Cecchini's butcher shop in Panzano, in the
Chianti countryside outside of Florence, is a culinary shrine, drawing
gastronomic travelers from all over the world. So popular is it that Cecchini
has opened two meat-centric restaurants nearby.
A stay at the shop, Antica Macelleria Cecchini, learning traditional Italian
meat-cutting was one of the stops on Bill Buford's Italian food odyssey in his
bestselling culinary memoir, "Heat."
At the 30th anniversary party for Chez Panisse restaurant in Berkeley, Cecchini
stole the show by reciting Dante cantos while serving his tonno del Chianti
a delicious re-creation of an old recipe in which pork is slowly cooked and
preserved in olive oil in the way tuna normally is.
Cecchini has been featured in countless cookbooks and magazines and even Anthony
Bourdain, Mr. Meat himself, took a TV crew to Panzano to shoot him.
But don't mistake Cecchini for one of those media-manufactured food celebrities
adept mainly at cooking up good publicity. He is something much more complex: a
rollicking combination that is equal parts artisan, philosopher and showman. At
any given moment it's hard to predict which will come to the surface. The only
sure thing is that it won't be dull.
In a shopping mood
RIGHT now Cecchini is in Guss Meat Co. on the hunt for the perfect piece of meat
for bistecca fiorentina the classic grilled steak of Tuscany.
Bistecca fiorentina is essentially a thick porterhouse steak cut from the
small end of the loin. With a dish this simple, the meat is everything.
And he's definitely liking what he sees. The shop has been one of the finest
meat suppliers in Southern California since the '40s, when Gussman's father,
Abe, founded it.
Guss sells meat to some of the pickiest cooks in Los Angeles, including such
restaurants as Campanile, Table 8, Jar and the dining room at the Peninsula
Hotel. It's where chef Gino Angelini goes to get bistecca for La Terza.

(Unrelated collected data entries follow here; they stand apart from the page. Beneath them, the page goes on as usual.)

//! Request bodies, responses and their media content

use indexmap::IndexMap;
use serde::{Deserialize, Serialize};
use serde_json::Value;

use crate::collector::{Traverse, Walker};
use crate::error::Result;
use crate::holder::HolderRef;
use crate::node::{impl_component, Header, NodeToken, Schema};
use crate::reference::Slot;

/// Content of one media type
#[derive(Debug, Clone, Default, Serialize, Deserialize)]
pub struct MediaType {
    #[serde(default, skip_serializing_if = "Option::is_none")]
    pub schema: Option<Slot<Schema>>,
    #[serde(default, skip_serializing_if = "Option::is_none")]
    pub example: Option<Value>,
    #[serde(default, skip_serializing_if = "IndexMap::is_empty")]
    pub examples: IndexMap<String, Slot<Example>>,
    #[serde(default, skip_serializing_if = "IndexMap::is_empty")]
    pub encoding: IndexMap<String, Encoding>,
}

impl MediaType {
    pub fn with_schema(schema: Slot<Schema>) -> Self {
        Self {
            schema: Some(schema),
            ..Default::default()
        }
    }
}

impl Traverse for MediaType {
    fn traverse(&self, holder: Option<&HolderRef>, walker: &mut Walker<'_>) -> Result<()> {
        self.schema.traverse(holder, walker)?;
        self.examples.traverse(holder, walker)?;
        self.encoding.traverse(holder, walker)
    }
}

/// Encoding of a single property in a multipart or form body
#[derive(Debug, Clone, Default, Serialize, Deserialize)]
#[serde(rename_all = "camelCase")]
pub struct Encoding {
    #[serde(default, skip_serializing_if = "Option::is_none")]
    pub content_type: Option<String>,
    #[serde(default, skip_serializing_if = "IndexMap::is_empty")]
    pub headers: IndexMap<String, Slot<Header>>,
    #[serde(default, skip_serializing_if = "Option::is_none")]
    pub style: Option<String>,
    #[serde(default, skip_serializing_if = "Option::is_none")]
    pub explode: Option<bool>,
    #[serde(default, skip_serializing_if = "Option::is_none")]
    pub allow_reserved: Option<bool>,
}

impl Traverse for Encoding {
    fn traverse(&self, holder: Option<&HolderRef>, walker: &mut Walker<'_>) -> Result<()> {
        self.headers.traverse(holder, walker)
    }
}

/// Request body object
#[derive(Debug, Clone, Default, Serialize, Deserialize)]
pub struct RequestBody {
    #[serde(rename = "refName", default, skip_serializing)]
    pub ref_name: Option<String>,
    #[serde(skip)]
    token: NodeToken,

    #[serde(default, skip_serializing_if = "Option::is_none")]
    pub description: Option<String>,
    #[serde(default)]
    pub content: IndexMap<String, MediaType>,
    #[serde(default, skip_serializing_if = "Option::is_none")]
    pub required: Option<bool>,
}

impl_component!(RequestBody, RequestBody);

impl RequestBody {
    pub fn with_content(mut self, media_type: impl Into<String>, content: MediaType) -> Self {
        self.content.insert(media_type.into(), content);
        self
    }

    /// Declared media types, in declaration order
    pub fn media_types(&self) -> Vec<String> {
        self.content.keys().cloned().collect()
    }
}

impl Traverse for RequestBody {
    fn traverse(&self, holder: Option<&HolderRef>, walker: &mut Walker<'_>) -> Result<()> {
        self.content.traverse(holder, walker)
    }
}

/// Response object
#[derive(Debug, Clone, Default, Serialize, Deserialize)]
pub struct Response {
    #[serde(rename = "refName", default, skip_serializing)]
    pub ref_name: Option<String>,
    #[serde(skip)]
    token: NodeToken,

    #[serde(default, skip_serializing_if = "Option::is_none")]
    pub description: Option<String>,
    #[serde(default, skip_serializing_if = "IndexMap::is_empty")]
    pub headers: IndexMap<String, Slot<Header>>,
    #[serde(default, skip_serializing_if = "IndexMap::is_empty")]
    pub content: IndexMap<String, MediaType>,
    #[serde(default, skip_serializing_if = "IndexMap::is_empty")]
    pub links: IndexMap<String, Slot<Link>>,
}

impl_component!(Response, Response);

impl Response {
    pub fn described(description: impl Into<String>) -> Self {
        Self {
            description: Some(description.into()),
            ..Default::default()
        }
    }

    pub fn with_content(mut self, media_type: impl Into<String>, content: MediaType) -> Self {
        self.content.insert(media_type.into(), content);
        self
    }
}

impl Traverse for Response {
    fn traverse(&self, holder: Option<&HolderRef>, walker: &mut Walker<'_>) -> Result<()> {
        self.headers.traverse(holder, walker)?;
        self.content.traverse(holder, walker)?;
        self.links.traverse(holder, walker)
    }
}

/// Example object
#[derive(Debug, Clone, Default, Serialize, Deserialize)]
#[serde(rename_all = "camelCase")]
pub struct Example {
    #[serde(rename = "refName", default, skip_serializing)]
    pub ref_name: Option<String>,
    #[serde(skip)]
    token: NodeToken,

    #[serde(default, skip_serializing_if = "Option::is_none")]
    pub summary: Option<String>,
    #[serde(default, skip_serializing_if = "Option::is_none")]
    pub description: Option<String>,
    #[serde(default, skip_serializing_if = "Option::is_none")]
    pub value: Option<Value>,
    #[serde(default, skip_serializing_if = "Option::is_none")]
    pub external_value: Option<String>,
}

impl_component!(Example, Example);

impl Traverse for Example {
    fn traverse(&self, _holder: Option<&HolderRef>, _walker: &mut Walker<'_>) -> Result<()> {
        Ok(())
    }
}

/// Link object
#[derive(Debug, Clone, Default, Serialize, Deserialize)]
#[serde(rename_all = "camelCase")]
pub struct Link {
    #[serde(rename = "refName", default, skip_serializing)]
    pub ref_name: Option<String>,
    #[serde(skip)]
    token: NodeToken,

    #[serde(default, skip_serializing_if = "Option::is_none")]
    pub operation_ref: Option<String>,
    #[serde(default, skip_serializing_if = "Option::is_none")]
    pub operation_id: Option<String>,
    #[serde(default, skip_serializing_if = "IndexMap::is_empty")]
    pub parameters: IndexMap<String, Value>,
    #[serde(default, skip_serializing_if = "Option::is_none")]
    pub request_body: Option<Value>,
    #[serde(default, skip_serializing_if = "Option::is_none")]
    pub description: Option<String>,
}

impl_component!(Link, Link);

impl Traverse for Link {
    fn traverse(&self, _holder: Option<&HolderRef>, _walker: &mut Walker<'_>) -> Result<()> {
        Ok(())
    }
}

#[cfg(test)]
mod tests {
    use super::*;
    use serde_json::json;

    #[test]
    fn test_request_body_media_types_keep_order() {
        let body: RequestBody = serde_json::from_value(json!({
            "content": {
                "application/json": {"schema": {"type": "object"}},
                "application/xml": {}
            }
        }))
        .unwrap();
        assert_eq!(body.media_types(), vec!["application/json", "application/xml"]);
    }

    #[test]
    fn test_example_renders_value() {
        let example = Example {
            value: Some(json!({"email": "a@b.c"})),
            ..Default::default()
        };
        assert_eq!(
            serde_json::to_value(&example).unwrap(),
            json!({"value": {"email": "a@b.c"}})
        );
    }
}
#[cfg(test)]
mod tests {
    use super::*;
    use crate::error::RoutedocError;
    use crate::route::RouteDefinition;
    use crate::store::MetadataCatalog;
    use serde_json::json;

    fn assembler(catalog: MetadataCatalog) -> DocumentAssembler {
        DocumentAssembler::new(Info::new("Test", "1.0.0"), Arc::new(catalog))
    }

    #[test]
    fn test_route_facts_seed_operation() {
        let mut catalog = MetadataCatalog::new();
        catalog.add_method_metadata(
            "app::Users",
            "show",
            Operation {
                summary: Some("Explicit".to_string()),
                ..Default::default()
            },
        );

        let mut assembler = assembler(catalog);
        assembler.add_route(
            RouteDefinition::new("users_show", r"/users/{id<\d+>}(/{tab})")
                .with_holder(HolderRef::method("app::Users", "show"))
                .with_summary("From route"),
        );

        let document = assembler.to_document().unwrap();
        let operation = &document["paths"]["/users/{id}/{tab}"]["get"];
        assert_eq!(operation["operationId"], "users_show");
        assert_eq!(operation["summary"], "Explicit");
        assert_eq!(
            operation["parameters"],
            json!([
                {"name": "id", "in": "path", "required": true, "schema": {"type": "string", "pattern": "\\d+"}},
                {"name": "tab", "in": "path", "required": false}
            ])
        );
    }

    #[test]
    fn test_declared_path_parameter_is_not_duplicated() {
        let mut catalog = MetadataCatalog::new();
        let declared = Parameter::new("id", ParameterLocation::Path)
            .required()
            .with_schema(Schema::of_type("integer").into());
        catalog.add_class_metadata(
            "app::ShowUser",
            Operation::default().with_parameter(declared.into()),
        );

        let mut assembler = assembler(catalog);
        assembler.add_route(
            RouteDefinition::new("user", "/users/{id}").with_holder(HolderRef::of_type("app::ShowUser")),
        );

        let document = assembler.to_document().unwrap();
        let parameters = &document["paths"]["/users/{id}"]["get"]["parameters"];
        assert_eq!(parameters.as_array().map(Vec::len), Some(1));
        assert_eq!(parameters[0]["schema"]["type"], "integer");
    }

    #[test]
    fn test_referenced_path_parameter_is_not_duplicated() {
        let mut catalog = MetadataCatalog::new();
        catalog.add_method_metadata(
            "app::Users",
            "idParam",
            Parameter::new("id", ParameterLocation::Path).required(),
        );
        catalog.add_method_metadata(
            "app::Users",
            "show",
            Operation::default().with_parameter(Slot::reference("@idParam")),
        );

        let mut assembler = assembler(catalog);
        assembler.add_route(
            RouteDefinition::new("user", "/users/{id}")
                .with_holder(HolderRef::method("app::Users", "show")),
        );

        let document = assembler.to_document().unwrap();
        let parameters = &document["paths"]["/users/{id}"]["get"]["parameters"];
        assert_eq!(parameters.as_array().map(Vec::len), Some(1));
        let pointer = parameters[0]["$ref"].as_str().unwrap();
        assert!(pointer.starts_with("#/components/parameters/"), "{pointer}");
        assert_eq!(document["components"]["parameters"].as_object().map(|m| m.len()), Some(1));
    }

    #[test]
    fn test_cache_failures_propagate() {
        struct FailingCache;

        impl DocumentCache for FailingCache {
            fn load(&self, _key: &str) -> Result<Option<CacheEntry>> {
                Err(RoutedocError::Cache("unavailable".to_string()))
            }

            fn store(&self, _key: &str, _entry: CacheEntry) -> Result<()> {
                Ok(())
            }

            fn remove(&self, _key: &str) -> Result<()> {
                Ok(())
            }
        }

        let mut assembler = assembler(MetadataCatalog::new());
        assembler.set_cache(Arc::new(FailingCache));
        let err = assembler.to_document().unwrap_err();
        assert!(matches!(err, RoutedocError::Cache(ref message) if message == "unavailable"));
    }

    #[test]
    fn test_undescribed_routes() {
        let mut assembler = assembler(MetadataCatalog::new());
        assembler.add_route(RouteDefinition::new("health", "/health"));
        let document = assembler.to_document().unwrap();
        assert_eq!(document["paths"], json!({}));

        assembler.include_undescribed_operations(true);
        let document = assembler.to_document().unwrap();
        assert_eq!(
            document["paths"]["/health"]["get"],
            json!({"operationId": "health", "responses": {}})
        );
    }

    #[test]
    fn test_document_field_order() {
        let mut assembler = assembler(MetadataCatalog::new());
        assembler
            .add_server(Server::new("https://api.example.com"))
            .add_tag(Tag {
                name: "users".to_string(),
                ..Default::default()
            });
        let document = assembler.to_document().unwrap();
        let keys: Vec<_> = document.as_object().unwrap().keys().cloned().collect();
        assert_eq!(keys, vec!["openapi", "info", "servers", "paths", "tags"]);
    }
}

(Guss also sells retail if you order a day in advance.)
"Bella, bella," Cecchini mutters as he inspects the meat. The loins range
from 14 to 28 days old. And though most American steak lovers would
automatically go for the meat with the most age, Cecchini ultimately decides on
a younger cut.
"Fifteen to 20 days is the best to the Italian taste," he says. "As meat ages,
it becomes more tender. But the tenderest meat isn't necessarily the best. It
has to have consistency. There has to be some chewiness to get the flavor out of
it. If it's too tender, there's no need to chew. You want to find the perfect
point where the tenderness and the flavor are at their peaks."
To be certain, he cuts a small piece from the outside of the loin and tastes it.
"The fat has a good quality," he says. "When I chew it, the fat is light, and it
doesn't stick to my mouth. This is very nice meat."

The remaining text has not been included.